12/31/2017 12:47:22 PM
A recent email I sent included a paragraph I liked. Perhaps deeper than my initial intentions for that email. I think it's important to overstate something obvious to me.

Let's be honest: D/s lifestyle is ultimately only consensual... anything else is a violation akin to "great evil raping the soul". The tricky part is finding the right person who will be honest with you -- a person who lives deservingly [each day] to be trusted with your heart. Once you find this, if you accept it into your soul: you are responsible for living your life to deserve this [every day]. This is the burdeon I hope to carry one day.

8/13/2017 10:49:24 AM

I understand how "in the heat of the moment" it is appealing for people to use filthy language or behavior. Many profiles on this site and others describe submissive/slave/whores/etc as sub-human, worthless, stupid, 'meat' etc.

I want someone who has a sharp intellect, witty, charming, nice. When she is around other people there is a gravity shift toward her light. 

Intelligence is attractive to me. We would push each other to be better... have rewarding conversations or debates about life, sex, kink, submission, what ever. 

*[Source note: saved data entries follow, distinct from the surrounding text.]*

//! Meal record repository.
//!
//! A meal is a parent row plus ordered selection and review children. Every
//! child carries a `kid_name` snapshot taken when the meal was written; later
//! profile renames never touch it.

use plate_core::entities::{MealRecord, MealReview, MealSelection};
use plate_core::ids::{PREFIX_MEAL, PREFIX_MEAL_REVIEW, PREFIX_MEAL_SELECTION};

use crate::error::DatabaseError;
use crate::helpers::{millis_to_rfc3339, to_json_text};
use crate::rehydrate::{HOUSEHOLD_MEALS_SQL, MEAL_BY_ID_SQL, fetch_join_rows, rehydrate_meals};
use crate::repos::profile::lookup_kid_name;
use crate::{PlateDb, generate_id};

/// A meal as submitted by a live caller.
#[derive(Debug, Clone, Default, PartialEq, Eq)]
pub struct NewMealRecord {
    pub menu_id: Option<String>,
    /// `YYYY-MM-DD`.
    pub date: String,
    /// Epoch milliseconds.
    pub completed_at: i64,
    pub selections: Vec<MealSelection>,
    pub reviews: Vec<MealReview>,
}

pub(crate) async fn insert_meal_record(
    conn: &libsql::Connection,
    household_id: &str,
    legacy_id: Option<&str>,
    menu_id: Option<&str>,
    date: &str,
    completed_at: i64,
) -> Result<String, DatabaseError> {
    let id = generate_id(conn, PREFIX_MEAL).await?;
    conn.execute(
        "INSERT INTO meal_records (id, household_id, legacy_id, menu_id, date, completed_at)
         VALUES (?1, ?2, ?3, ?4, ?5, ?6)",
        libsql::params![
            id.as_str(),
            household_id,
            legacy_id,
            menu_id,
            date,
            millis_to_rfc3339(completed_at)
        ],
    )
    .await?;
    Ok(id)
}

pub(crate) async fn insert_meal_selection(
    conn: &libsql::Connection,
    meal_id: &str,
    legacy_id: Option<&str>,
    position: i64,
    selection: &MealSelection,
) -> Result<String, DatabaseError> {
    let id = generate_id(conn, PREFIX_MEAL_SELECTION).await?;
    conn.execute(
        "INSERT INTO meal_selections (id, meal_id, legacy_id, position, kid_id, kid_name, selections)
         VALUES (?1, ?2, ?3, ?4, ?5, ?6, ?7)",
        libsql::params![
            id.as_str(),
            meal_id,
            legacy_id,
            position,
            selection.kid_id.as_deref(),
            selection.kid_name.as_str(),
            to_json_text(&selection.selections)?
        ],
    )
    .await?;
    Ok(id)
}

pub(crate) async fn insert_meal_review(
    conn: &libsql::Connection,
    meal_id: &str,
    legacy_id: Option<&str>,
    position: i64,
    review: &MealReview,
) -> Result<String, DatabaseError> {
    let id = generate_id(conn, PREFIX_MEAL_REVIEW).await?;
    conn.execute(
        "INSERT INTO meal_reviews (id, meal_id, legacy_id, position, kid_id, kid_name, completions, earned_star)
         VALUES (?1, ?2, ?3, ?4, ?5, ?6, ?7, ?8)",
        libsql::params![
            id.as_str(),
            meal_id,
            legacy_id,
            position,
            review.kid_id.as_deref(),
            review.kid_name.as_str(),
            to_json_text(&review.completions)?,
            i64::from(review.earned_star)
        ],
    )
    .await?;
    Ok(id)
}

/// The name to snapshot for a child row: the kid's current profile name,
/// or the submitted one when the kid is unknown.
async fn snapshot_name(
    conn: &libsql::Connection,
    household_id: &str,
    kid_id: Option<&str>,
    submitted: &str,
) -> Result<String, DatabaseError> {
    let current = match kid_id {
        Some(kid_id) => lookup_kid_name(conn, household_id, kid_id).await?,
        None => None,
    };
    Ok(current.unwrap_or_else(|| submitted.to_string()))
}

fn position(idx: usize) -> i64 {
    i64::try_from(idx).unwrap_or(i64::MAX)
}

async fn write_meal(
    conn: &libsql::Connection,
    household_id: &str,
    meal: &NewMealRecord,
) -> Result<MealRecord, DatabaseError> {
    let id = insert_meal_record(
        conn,
        household_id,
        None,
        meal.menu_id.as_deref(),
        &meal.date,
        meal.completed_at,
    )
    .await?;

    let mut selections = Vec::with_capacity(meal.selections.len());
    for (idx, sel) in meal.selections.iter().enumerate() {
        let sel = MealSelection {
            kid_name: snapshot_name(conn, household_id, sel.kid_id.as_deref(), &sel.kid_name)
                .await?,
            ..sel.clone()
        };
        insert_meal_selection(conn, &id, None, position(idx), &sel).await?;
        selections.push(sel);
    }

    let mut reviews = Vec::with_capacity(meal.reviews.len());
    for (idx, rev) in meal.reviews.iter().enumerate() {
        let rev = MealReview {
            kid_name: snapshot_name(conn, household_id, rev.kid_id.as_deref(), &rev.kid_name)
                .await?,
            ..rev.clone()
        };
        insert_meal_review(conn, &id, None, position(idx), &rev).await?;
        reviews.push(rev);
    }

    Ok(MealRecord {
        id,
        menu_id: meal.menu_id.clone(),
        date: meal.date.clone(),
        completed_at: meal.completed_at,
        selections,
        reviews,
    })
}

impl PlateDb {
    /// Log a meal with all its children in one transaction.
    ///
    /// # Errors
    ///
    /// Returns `DatabaseError` if any insert fails; nothing is written then.
    pub async fn create_meal_record(
        &self,
        household_id: &str,
        meal: &NewMealRecord,
    ) -> Result<MealRecord, DatabaseError> {
        let tx = self.conn().transaction().await?;
        match write_meal(&tx, household_id, meal).await {
            Ok(record) => {
                tx.commit().await?;
                tracing::debug!(
                    "meal {}: {} selections, {} reviews",
                    record.id,
                    record.selections.len(),
                    record.reviews.len()
                );
                Ok(record)
            }
            Err(e) => {
                if let Err(rb) = tx.rollback().await {
                    tracing::warn!("create_meal_record: rollback failed: {}", rb);
                }
                Err(e)
            }
        }
    }

    pub async fn get_meal(&self, id: &str) -> Result<MealRecord, DatabaseError> {
        let rows = fetch_join_rows(self.conn(), MEAL_BY_ID_SQL, [id]).await?;
        rehydrate_meals(&rows)?
            .into_iter()
            .next()
            .ok_or(DatabaseError::NoResult)
    }

    /// The `limit` most recently completed meals, newest first.
    pub async fn list_meals(
        &self,
        household_id: &str,
        limit: u32,
    ) -> Result<Vec<MealRecord>, DatabaseError> {
        let rows = fetch_join_rows(
            self.conn(),
            HOUSEHOLD_MEALS_SQL,
            libsql::params![household_id, i64::from(limit)],
        )
        .await?;
        rehydrate_meals(&rows)
    }
}
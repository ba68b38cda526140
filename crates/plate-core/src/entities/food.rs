use schemars::JsonSchema;
use serde::{Deserialize, Serialize};

/// A food a household can put on a menu.
#[derive(Debug, Clone, Serialize, Deserialize, JsonSchema, PartialEq, Eq)]
#[serde(rename_all = "camelCase")]
pub struct FoodItem {
    pub id: String,
    pub name: String,
    pub image_url: Option<String>,
    /// Ordered, possibly empty. Replaces the legacy single `category`.
    pub tags: Vec<String>,
}
//! Food item repository.

use plate_core::entities::FoodItem;
use plate_core::ids::PREFIX_FOOD;

use crate::error::DatabaseError;
use crate::helpers::{get_opt_string, parse_json_column, to_json_text};
use crate::{PlateDb, generate_id};

fn row_to_food(row: &libsql::Row) -> Result<FoodItem, DatabaseError> {
    Ok(FoodItem {
        id: row.get::<String>(0)?,
        name: row.get::<String>(1)?,
        image_url: get_opt_string(row, 2)?,
        tags: parse_json_column(&row.get::<String>(3)?)?,
    })
}

/// Insert `food` under a fresh ID and return that ID. `food.id` is ignored.
pub(crate) async fn insert_food(
    conn: &libsql::Connection,
    household_id: &str,
    legacy_id: Option<&str>,
    food: &FoodItem,
) -> Result<String, DatabaseError> {
    let id = generate_id(conn, PREFIX_FOOD).await?;
    conn.execute(
        "INSERT INTO food_items (id, household_id, legacy_id, name, image_url, tags)
         VALUES (?1, ?2, ?3, ?4, ?5, ?6)",
        libsql::params![
            id.as_str(),
            household_id,
            legacy_id,
            food.name.as_str(),
            food.image_url.as_deref(),
            to_json_text(&food.tags)?
        ],
    )
    .await?;
    Ok(id)
}

impl PlateDb {
    pub async fn create_food(
        &self,
        household_id: &str,
        food: &FoodItem,
    ) -> Result<FoodItem, DatabaseError> {
        let id = insert_food(self.conn(), household_id, None, food).await?;
        Ok(FoodItem { id, ..food.clone() })
    }

    pub async fn list_foods(&self, household_id: &str) -> Result<Vec<FoodItem>, DatabaseError> {
        let mut rows = self
            .conn()
            .query(
                "SELECT id, name, image_url, tags FROM food_items
                 WHERE household_id = ?1 ORDER BY name, id",
                [household_id],
            )
            .await?;
        let mut foods = Vec::new();
        while let Some(row) = rows.next().await? {
            foods.push(row_to_food(&row)?);
        }
        Ok(foods)
    }
}

#[cfg(test)]
mod tests {
    use super::*;
    use crate::test_support::helpers::test_db;
    use pretty_assertions::assert_eq;

    #[tokio::test]
    async fn create_and_list() {
        let db = test_db().await;
        let hh = db.create_household("Home").await.unwrap();
        let food = FoodItem {
            id: "ignored".into(),
            name: "Peas".into(),
            image_url: None,
            tags: vec!["Veggie".into()],
        };
        let created = db.create_food(&hh.id, &food).await.unwrap();
        assert!(created.id.starts_with("fd-"));

        let listed = db.list_foods(&hh.id).await.unwrap();
        assert_eq!(listed, vec![created]);
    }
}
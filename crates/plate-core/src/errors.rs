//! Cross-cutting error types for plateful.
//!
//! Domain-specific errors (`DatabaseError`, `MigrationError`, `TokenError`)
//! live in `plate-db`. The binary converges everything into `anyhow`.

use thiserror::Error;

/// Errors that can be raised by any plateful crate.
#[derive(Debug, Error)]
pub enum CoreError {
    /// Entity lookup returned no result.
    #[error("Entity not found: {entity_type} {id}")]
    NotFound { entity_type: String, id: String },

    /// A string did not name a known variant.
    #[error("Unknown {kind}: '{value}'")]
    UnknownVariant { kind: &'static str, value: String },

    /// Data failed validation (shape, format, constraints).
    #[error("Validation error: {0}")]
    Validation(String),

    /// Catch-all for unexpected errors.
    #[error(transparent)]
    Other(#[from] anyhow::Error),
}
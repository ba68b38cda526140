//! Legacy data migration settings.

use std::path::PathBuf;

use serde::{Deserialize, Serialize};

fn default_source_dir() -> String {
    "legacy-data".to_string()
}

fn default_household_name() -> String {
    "Home".to_string()
}

#[derive(Debug, Clone, Deserialize, Serialize)]
pub struct MigrationConfig {
    /// Directory holding `foods.json`, `profiles.json`, `menus.json`,
    /// `meals.json`, and `shared-menus.json`.
    #[serde(default = "default_source_dir")]
    pub source_dir: String,

    /// Name given to the single household created by a migration.
    #[serde(default = "default_household_name")]
    pub household_name: String,
}

impl Default for MigrationConfig {
    fn default() -> Self {
        Self {
            source_dir: default_source_dir(),
            household_name: default_household_name(),
        }
    }
}

impl MigrationConfig {
    #[must_use]
    pub fn source_path(&self) -> PathBuf {
        PathBuf::from(&self.source_dir)
    }
}

#[cfg(test)]
mod tests {
    use super::*;

    #[test]
    fn defaults_are_correct() {
        let config = MigrationConfig::default();
        assert_eq!(config.source_dir, "legacy-data");
        assert_eq!(config.household_name, "Home");
        assert_eq!(config.source_path(), PathBuf::from("legacy-data"));
    }
}
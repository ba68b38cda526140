//! General application configuration.

use serde::{Deserialize, Serialize};

/// Default result limit.
const fn default_limit() -> u32 {
    20
}

#[derive(Debug, Clone, Deserialize, Serialize)]
pub struct GeneralConfig {
    /// Default result limit for list commands.
    #[serde(default = "default_limit")]
    pub default_limit: u32,
}

impl Default for GeneralConfig {
    fn default() -> Self {
        Self {
            default_limit: default_limit(),
        }
    }
}
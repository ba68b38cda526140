//! Legacy ID to new ID translation.
//!
//! Every migrated row gets a fresh prefixed ID. References embedded in JSON
//! (menu group food lists, selection maps, completion keys) and advisory
//! columns are rewritten through these maps. A miss keeps the original value
//! and is counted; nothing is ever dropped.

use std::collections::HashMap;

use plate_core::entities::{CompletionMap, MenuGroup, SelectionMap};

/// Mapping for one entity kind.
#[derive(Debug)]
pub struct IdMap {
    entity: &'static str,
    entries: HashMap<String, String>,
    misses: u32,
}

impl IdMap {
    #[must_use]
    pub fn new(entity: &'static str) -> Self {
        Self {
            entity,
            entries: HashMap::new(),
            misses: 0,
        }
    }

    pub fn insert(&mut self, legacy: impl Into<String>, new: impl Into<String>) {
        self.entries.insert(legacy.into(), new.into());
    }

    /// Exact lookup. Does not count a miss.
    #[must_use]
    pub fn get(&self, legacy: &str) -> Option<&str> {
        self.entries.get(legacy).map(String::as_str)
    }

    /// Translate `legacy`, keeping it verbatim when unmapped.
    pub fn remap(&mut self, legacy: &str) -> String {
        if let Some(new) = self.entries.get(legacy) {
            return new.clone();
        }
        self.misses += 1;
        tracing::warn!("remap: no {} mapping for '{}', keeping original", self.entity, legacy);
        legacy.to_string()
    }

    /// Number of `remap` calls that found no mapping.
    #[must_use]
    pub const fn misses(&self) -> u32 {
        self.misses
    }
}

/// One map per entity kind that other rows refer to.
#[derive(Debug)]
pub struct IdRemapper {
    pub foods: IdMap,
    pub profiles: IdMap,
    pub menus: IdMap,
    pub shared_menus: IdMap,
}

impl Default for IdRemapper {
    fn default() -> Self {
        Self {
            foods: IdMap::new("food"),
            profiles: IdMap::new("kid profile"),
            menus: IdMap::new("menu"),
            shared_menus: IdMap::new("shared menu"),
        }
    }
}

impl IdRemapper {
    #[must_use]
    pub fn new() -> Self {
        Self::default()
    }

    /// References kept verbatim across all maps.
    #[must_use]
    pub fn dangling_refs(&self) -> u32 {
        self.foods.misses()
            + self.profiles.misses()
            + self.menus.misses()
            + self.shared_menus.misses()
    }
}

/// Rewrite every food ID inside menu groups.
#[must_use]
pub fn remap_group_food_ids(groups: Vec<MenuGroup>, foods: &mut IdMap) -> Vec<MenuGroup> {
    groups
        .into_iter()
        .map(|mut g| {
            g.food_ids = g.food_ids.iter().map(|id| foods.remap(id)).collect();
            g
        })
        .collect()
}

/// Rewrite the food IDs in a group-keyed selection map. Group keys are menu
/// local and stay as they are.
#[must_use]
pub fn remap_selections(selections: SelectionMap, foods: &mut IdMap) -> SelectionMap {
    selections
        .into_iter()
        .map(|(group, ids)| (group, ids.iter().map(|id| foods.remap(id)).collect()))
        .collect()
}

/// Rewrite the food ID keys of a completion map.
#[must_use]
pub fn remap_completion_keys(completions: CompletionMap, foods: &mut IdMap) -> CompletionMap {
    completions
        .into_iter()
        .map(|(food_id, level)| (foods.remap(&food_id), level))
        .collect()
}
/*!

The metadata store: `metadata.db`, holding everything about an
identity except its secrets — caption, flags, realms, the method/
mechanism ACL, owner, and named references. See spec §4.2 and §6.1.

 */
use std::collections::{BTreeMap, BTreeSet};
use std::path::Path;

use rusqlite::{Connection, OptionalExtension, params};

use crate::context::SecurityContext;
use crate::error::{Error, Result};
use crate::identity_info::{ALL_MECHANISMS, IdentityInfo};
use crate::store::sql::{OpenFlags, SqlStore};

const SCHEMA_VERSION: i64 = 1;

/// Bit flags packed into `CREDENTIALS.flags`.
mod flags {
    pub const VALIDATED: i64 = 1;
    pub const REMEMBER_SECRET: i64 = 2;
    pub const USERNAME_IS_SECRET: i64 = 4;
}

pub struct MetadataStore {
    sql: SqlStore,
}

impl Default for MetadataStore {
    fn default() -> Self {
        MetadataStore { sql: SqlStore::new() }
    }
}
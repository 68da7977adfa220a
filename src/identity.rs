/*!

[Identity]: the per-client façade over one stored identity, per spec
§4.7. Owns the identity's `IdentityInfo`, the [AuthSession] children it
has handed out, and the per-operation ACL enforcement gating all of it.

 */
use std::collections::HashMap;
use std::sync::{Arc, Mutex};

use crate::access_control::AccessControlManager;
use crate::context::SecurityContext;
use crate::error::{Error, Result};
use crate::identity_info::IdentityInfo;
use crate::plugin::proxy::{PluginProxy, ProxyRegistry};
use crate::session::AuthSession;
use crate::store::credentials_db::{CredentialsDatabase, UpdateOutcome};

/// The kind of change signaled by `info-updated`, per §4.7's rule table.
#[derive(Debug, Clone, Copy, PartialEq, Eq)]
pub enum ChangeKind {
    Data,
    Acl,
    Owner,
    Removed,
    SignedOut,
}

pub type InfoUpdatedCallback = Box<dyn Fn(ChangeKind) + Send>;

/// Spawns (or locates) the [PluginProxy] backing a given method name.
/// Kept as an injected closure rather than resolved here, since plugin
/// discovery (reading `General/PluginsDir`/`General/LoadersDir`) is a
/// concern of the daemon's plugin-loading layer, not of one Identity.
pub type ProxySpawner = Arc<dyn Fn(&str) -> Result<PluginProxy> + Send + Sync>;

pub struct Identity {
    info: IdentityInfo,
    db: Arc<Mutex<CredentialsDatabase>>,
    acl_mgr: Arc<dyn AccessControlManager>,
    proxies: Arc<ProxyRegistry>,
    spawn_proxy: ProxySpawner,
    sessions: HashMap<String, Arc<Mutex<AuthSession>>>,
    next_session_id: u64,
    on_info_updated: InfoUpdatedCallback,
}

impl Identity {
    pub fn new(
        info: IdentityInfo,
        db: Arc<Mutex<CredentialsDatabase>>,
        acl_mgr: Arc<dyn AccessControlManager>,
        proxies: Arc<ProxyRegistry>,
        spawn_proxy: ProxySpawner,
        on_info_updated: InfoUpdatedCallback,
    ) -> Self {
        Identity {
            info,
            db,
            acl_mgr,
            proxies,
            spawn_proxy,
            sessions: HashMap::new(),
            next_session_id: 1,
            on_info_updated,
        }
    }

    pub fn id(&self) -> u32 {
        self.info.id
    }

    fn check_peer(&self, peer_ctx: &SecurityContext) -> Result<()> {
        if self.acl_mgr.peer_is_owner(peer_ctx, &self.info.owner)
            || self.acl_mgr.peer_is_in_acl(peer_ctx, &self.info.acl)
        {
            Ok(())
        } else {
            Err(Error::PermissionDenied)
        }
    }

    /// ACL-checked read of the identity's non-secret descriptive record.
    pub fn get_info(&self, peer_ctx: &SecurityContext) -> Result<IdentityInfo> {
        self.check_peer(peer_ctx)?;
        Ok(self.info.clone())
    }

    /// Requests that the owner re-enter credentials out of band. This
    /// crate has no UI surface of its own; the ACL check is the whole of
    /// what belongs at this layer, leaving the prompt itself to whatever
    /// embeds this library as the daemon's IPC front end.
    pub fn request_credentials_update(&self, _message: &str, peer_ctx: &SecurityContext) -> Result<()> {
        self.check_peer(peer_ctx)
    }

    /// Returns the [AuthSession] for `method`, spawning its [PluginProxy]
    /// on first use via the injected [ProxySpawner].
    pub fn get_auth_session(&mut self, method: &str, peer_ctx: &SecurityContext) -> Result<Arc<Mutex<AuthSession>>> {
        self.check_peer(peer_ctx)?;
        if let Some(session) = self.sessions.get(method) {
            return Ok(session.clone());
        }
        let spawn_proxy = self.spawn_proxy.clone();
        let method_owned = method.to_string();
        let proxy = self
            .proxies
            .get_or_spawn(method, move || spawn_proxy(&method_owned))?;
        let session_id = self.next_session_id;
        self.next_session_id += 1;
        let session = Arc::new(Mutex::new(AuthSession::new(session_id, &self.info, method, proxy)));
        self.sessions.insert(method.to_string(), session.clone());
        Ok(session)
    }

    /// Compares `(username, password)` against the stored secret.
    pub fn verify_secret(&mut self, username: &str, password: &str, peer_ctx: &SecurityContext) -> Result<bool> {
        self.check_peer(peer_ctx)?;
        self.db.lock().unwrap().check_secret(self.info.id, username, password)
    }

    /// Sugar over `get_auth_session(method)` followed by `process`, for
    /// clients that want an interactive user-presence check without
    /// managing a session handle themselves.
    #[allow(clippy::too_many_arguments)]
    pub fn verify_user(
        &mut self,
        method: &str,
        mechanism: &str,
        session_data: crate::method_cache::MethodCache,
        peer_ctx: &SecurityContext,
        ready_cb: crate::plugin::proxy::ReadyCallback,
        state_cb: crate::plugin::proxy::StateCallback,
        store_cb: crate::plugin::proxy::StoreCallback,
    ) -> Result<()> {
        let cache = self.db.lock().unwrap().load_method_data(self.info.id, method)?;
        let session = self.get_auth_session(method, peer_ctx)?;
        let mut session = session.lock().unwrap();
        session.process(session_data, mechanism, peer_ctx, self.acl_mgr.as_ref(), cache, ready_cb, state_cb, store_cb)
    }

    /// Persists `info`: `insert_identity` when `info.id == 0`, otherwise
    /// `update_identity`. Emits `info-updated` with the change kind the
    /// update actually produced. The returned `secret_error`, if any, is
    /// reported without the metadata half having been rolled back.
    pub fn store(&mut self, mut info: IdentityInfo, peer_ctx: &SecurityContext) -> Result<UpdateOutcome> {
        let is_new = info.id == 0;
        if !is_new {
            self.check_peer(peer_ctx)?;
        }
        if !self.acl_mgr.acl_is_valid(peer_ctx, &info.acl) {
            return Err(Error::PermissionDenied);
        }
        let outcome = {
            let mut db = self.db.lock().unwrap();
            if is_new {
                db.insert_identity(&info, info.store_secret)?
            } else {
                db.update_identity(&info, info.store_secret)?
            }
        };
        info.id = outcome.id;

        let change_kind = if is_new {
            ChangeKind::Data
        } else if info.owner != self.info.owner {
            ChangeKind::Owner
        } else if info.acl != self.info.acl {
            ChangeKind::Acl
        } else {
            ChangeKind::Data
        };
        self.info = info;
        (self.on_info_updated)(change_kind);
        Ok(outcome)
    }

    /// Removes the identity from both stores and destroys all session
    /// children. Only the owner may remove.
    pub fn remove(&mut self, peer_ctx: &SecurityContext) -> Result<()> {
        if !self.acl_mgr.peer_is_owner(peer_ctx, &self.info.owner) {
            return Err(Error::PermissionDenied);
        }
        self.db.lock().unwrap().remove_identity(self.info.id)?;
        self.sessions.clear();
        (self.on_info_updated)(ChangeKind::Removed);
        Ok(())
    }

    /// Tears down all session children without removing the persisted
    /// record, as a client-initiated logout.
    pub fn sign_out(&mut self, peer_ctx: &SecurityContext) -> Result<()> {
        self.check_peer(peer_ctx)?;
        self.sessions.clear();
        (self.on_info_updated)(ChangeKind::SignedOut);
        Ok(())
    }

    pub fn add_reference(&mut self, name: &str, peer_ctx: &SecurityContext) -> Result<()> {
        self.check_peer(peer_ctx)?;
        self.db.lock().unwrap().insert_reference(self.info.id, peer_ctx, name)
    }

    pub fn remove_reference(&mut self, name: &str, peer_ctx: &SecurityContext) -> Result<()> {
        self.check_peer(peer_ctx)?;
        self.db.lock().unwrap().remove_reference(self.info.id, peer_ctx, name)
    }
}
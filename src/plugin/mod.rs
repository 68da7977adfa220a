/*!

The plugin subsystem: the worker IPC protocol, the subprocess-backed
host, and the FIFO scheduling proxy in front of it. See spec §4.5, §6.2,
§6.3.

 */
pub mod host;
pub mod protocol;
pub mod proxy;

The underlying craving still exists -- the needs for trust and safety so they could express their desires for submission and helplessness. Give up to safe strong hands to be gagged humiliated and used for my/our sanctification.

Minds that are richer, broader, resplendent, the much more satisfying to explore and spend time with.

Learning about the substance of your being: exposed, fragile, and submitting to my safe strong will. Below the physical sensations (pain/pleasure) are the more engaging emotional feelings: shame for exposing  your nature to me, satisfaction for knowing you are accepted/loved for your hidden self, fear pushing you to explore your limits, happiness when rewarded with "good girl".

This is a complete person (kink or not).